Opened 4 years ago
Closed 4 years ago
#20182 closed defect (fixed)
in VirtualBox 6.x, vxworks vm will crash - cause Guru Meditation
Reported by: | JayK | Owned by: | |
---|---|---|---|
Component: | other | Version: | VirtualBox 6.1.18 |
Keywords: | vxworks | Cc: | |
Guest type: | other | Host type: | Linux |
Description
My company is trying to move from virtualbox 5.x to 6.x. Since then we have been unable to open our vxworks virtual machines. These machines all open in our virtualbox 5.x environment, but crash upon opening in 6.x environment.
Attachments (7)
Change History (25)
by , 4 years ago
comment:1 by , 4 years ago
You don't happen to have a vxworks VM exhibiting the issue you can supply to us for further investigation? Will be hard to get down to the issue otherwise.

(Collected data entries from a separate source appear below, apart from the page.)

//! Engine schedule labels and the ordered schedule runner.

use bevy_ecs::prelude::*;
use bevy_ecs::schedule::{IntoSystemConfigs, ScheduleLabel};

use crate::time::advance_frame;

/// Labels for each execution stage.
///
/// Stages run in the order listed, top to bottom, every frame.
#[derive(ScheduleLabel, Debug, Clone, Copy, PartialEq, Eq, Hash)]
pub enum EngineSchedule {
    /// Frame setup: clear per-frame buffers.
    PreUpdate,
    /// Gameplay logic, including one-shot structural changes.
    Update,
    /// Follow-up work that depends on this frame's structural changes.
    PostUpdate,
    /// Debug drawing and other render preparation.
    PreRender,
}

impl EngineSchedule {
    /// All stages in execution order.
    pub const ALL: [EngineSchedule; 4] = [
        EngineSchedule::PreUpdate,
        EngineSchedule::Update,
        EngineSchedule::PostUpdate,
        EngineSchedule::PreRender,
    ];
}

/// Ordered collection of [`Schedule`]s that drives one frame.
pub struct EngineSchedules {
    schedules: Vec<(EngineSchedule, Schedule)>,
}

impl EngineSchedules {
    /// Create one empty schedule per stage, with set ordering configured.
    pub fn new() -> Self {
        let mut schedules: Vec<(EngineSchedule, Schedule)> = EngineSchedule::ALL
            .into_iter()
            .map(|label| (label, Schedule::new(label)))
            .collect();
        for (label, schedule) in &mut schedules {
            crate::configure_ordering(*label, schedule);
        }
        Self { schedules }
    }

    /// Register a system (or system tuple) into a specific stage.
    pub fn add_system<M>(&mut self, stage: EngineSchedule, system: impl IntoSystemConfigs<M>) {
        self.schedule_mut(stage).add_systems(system);
    }

    /// Run all stages in order for one frame.
    pub fn run(&mut self, world: &mut World, frame_dt: f32) {
        advance_frame(world, frame_dt);
        for (_label, schedule) in &mut self.schedules {
            schedule.run(world);
        }
    }

    /// Returns a mutable reference to the schedule for a given stage.
    pub fn schedule_mut(&mut self, stage: EngineSchedule) -> &mut Schedule {
        let index = EngineSchedule::ALL
            .iter()
            .position(|label| *label == stage)
            .unwrap_or_default();
        &mut self.schedules[index].1
    }

    /// Force-initialize all schedules, validating the dependency graph.
    pub fn initialize_all(&mut self, world: &mut World) {
        for (label, schedule) in &mut self.schedules {
            if let Err(err) = schedule.initialize(world) {
                tracing::error!(stage = ?label, %err, "schedule failed to initialize");
            }
        }
    }
}

impl Default for EngineSchedules {
    fn default() -> Self {
        Self::new()
    }
}

#[cfg(test)]
mod tests {
    use super::*;
    use crate::{FrameCounter, create_world};

    #[derive(Resource, Default)]
    struct ExecutionLog {
        stages: Vec<&'static str>,
    }

    fn log_system(stage_name: &'static str) -> impl Fn(ResMut<'_, ExecutionLog>) {
        move |mut log: ResMut<'_, ExecutionLog>| {
            log.stages.push(stage_name);
        }
    }

    #[test]
    fn test_schedule_runs_all_stages_in_order() {
        let mut world = create_world();
        world.insert_resource(ExecutionLog::default());

        let mut schedules = EngineSchedules::new();
        // Registered out of order on purpose.
        schedules.add_system(EngineSchedule::PreRender, log_system("PreRender"));
        schedules.add_system(EngineSchedule::Update, log_system("Update"));
        schedules.add_system(EngineSchedule::PreUpdate, log_system("PreUpdate"));
        schedules.add_system(EngineSchedule::PostUpdate, log_system("PostUpdate"));

        schedules.run(&mut world, 1.0 / 60.0);

        let log = world.resource::<ExecutionLog>();
        assert_eq!(log.stages, vec!["PreUpdate", "Update", "PostUpdate", "PreRender"]);
    }

    #[test]
    fn test_run_advances_frame_counter() {
        let mut world = create_world();
        let mut schedules = EngineSchedules::new();

        for _ in 0..3 {
            schedules.run(&mut world, 0.5);
        }

        let counter = world.resource::<FrameCounter>();
        assert_eq!(counter.frame, 3);
        assert_eq!(counter.delta, 0.5);
    }

    #[test]
    fn test_systems_run_every_frame() {
        let mut world = create_world();

        #[derive(Resource, Default)]
        struct Count(u32);
        world.insert_resource(Count::default());

        let mut schedules = EngineSchedules::new();
        schedules.add_system(EngineSchedule::Update, |mut count: ResMut<'_, Count>| {
            count.0 += 1;
        });

        for _ in 0..4 {
            schedules.run(&mut world, 1.0 / 60.0);
        }
        assert_eq!(world.resource::<Count>().0, 4);
    }

    #[test]
    fn test_initialize_all_accepts_empty_schedules() {
        let mut world = create_world();
        let mut schedules = EngineSchedules::new();
        schedules.initialize_all(&mut world);
        schedules.run(&mut world, 0.0);
        assert_eq!(world.resource::<FrameCounter>().frame, 1);
    }
}
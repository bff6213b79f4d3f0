//! Frame counting for the ECS world.

use bevy_ecs::prelude::*;

/// Frame counter and last frame delta, advanced once per
/// [`EngineSchedules::run`](crate::EngineSchedules::run).
#[derive(Resource, Debug, Clone, Default)]
pub struct FrameCounter {
    /// Number of frames started so far.
    pub frame: u64,
    /// Seconds elapsed during the previous frame.
    pub delta: f32,
}

/// Advances [`FrameCounter`]. Runs first in `PreUpdate`.
pub fn advance_frame(world: &mut World, frame_dt: f32) {
    let mut counter = world.get_resource_or_insert_with(FrameCounter::default);
    counter.frame += 1;
    counter.delta = frame_dt;
}
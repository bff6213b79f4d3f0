//! One-shot snap-to-face systems.

use bevy_ecs::prelude::*;
use cubegrid_ecs::{
    EngineSchedule, EngineSchedules, TagQueue, Translation, UpdateSet, apply_tag_queue,
};

use crate::{CubeGridFaces, GridCoordinates, GridDirection, OnCubeFace, nearest_face};

/// Read pass: every grid entity without a face gets its nearest face
/// resolved and its translation rewritten into that face's local frame.
/// The [`OnCubeFace`] tag is queued, not inserted; [`apply_tag_queue`]
/// performs the structural change.
///
/// **Stage:** Update, [`UpdateSet::SnapToFace`].
pub fn snap_grid_entities_to_faces(
    grid: Res<CubeGridFaces>,
    mut pending: ResMut<TagQueue<OnCubeFace>>,
    mut query: Query<
        (Entity, &mut Translation),
        (
            With<GridDirection>,
            With<GridCoordinates>,
            Without<OnCubeFace>,
        ),
    >,
) {
    for (entity, mut translation) in &mut query {
        let hit = nearest_face(translation.0, &grid.frames);
        translation.0 = grid.frames.to_face_local(hit.face, translation.0);
        pending.enqueue(entity, OnCubeFace::from(hit.face));
        tracing::debug!(?entity, face = ?hit.face, distance = hit.distance, "snapped to cube face");
    }
}

/// Registers face snapping into the `Update` stage.
///
/// The read pass and the tag flush run back to back, so an entity is never
/// seen twice. Both are skipped until a [`CubeGridFaces`] resource exists.
pub fn register_face_snapping(world: &mut World, schedules: &mut EngineSchedules) {
    world.init_resource::<TagQueue<OnCubeFace>>();
    schedules.add_system(
        EngineSchedule::Update,
        (snap_grid_entities_to_faces, apply_tag_queue::<OnCubeFace>)
            .chain()
            .in_set(UpdateSet::SnapToFace)
            .run_if(resource_exists::<CubeGridFaces>),
    );
}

follow-up: 4 comment:2 by , 4 years ago
Please provide a VBox.log from a working 5.1.x installation, so that we can compare the environments. The 5.1.x setup could have been vastly different from all we know.
Is there any reason why your VM has nested paging disabled?
As aeichner already said, we don't have VxWorks and the chance this will get fixed without being able to reproduce the problem is effectively zero. There is no obvious problem, the guest OS is triple faulting (i.e. crashing really hard) but the list of possible causes is endless.
by , 4 years ago
Attachment: | VBox_win7_vb5.0.32.log added |
---|
Log file from successful launch of vxworks 6.8 (from win7) using virtualbox 5.0.32
by , 4 years ago
Attachment: | VBoxHardening_win7_vb_5.0.32.log added |
---|
VBoxHardening file from successful launch of vxworks 6.8 in virtualbox 5.0.32
by , 4 years ago
Attachment: | Crash_win10_vb6.1.18.png added |
---|
image of crash screen using win10 and virtualbox 6.1.18
by , 4 years ago
Attachment: | VBox_win10_vb6.1.18.log added |
---|
log file of crash on win10 using vxworks vm in virtualbox 6.1.18
comment:3 by , 4 years ago
Sorry for my delay in getting back to this issue. It will be difficult (maybe impossible) for me to share the vxworks vm - due to security concerns. All I could post were the log files from a win7 execution that worked and a win10 execution that crashed. I'm still hopeful that one of you experts can offer some guidance here. Here's a few more clues that I've dug up ...
Crash occurs on many versions of fedora using a variety of VirtualBox. Crash occurs on windows as well (except for that 32 bit win7 running vb 5.0.32).
If I explicitly disable the network adapter (bridged adapter), then the vxworks vm works just fine on all platforms/versions (but is unusable to us).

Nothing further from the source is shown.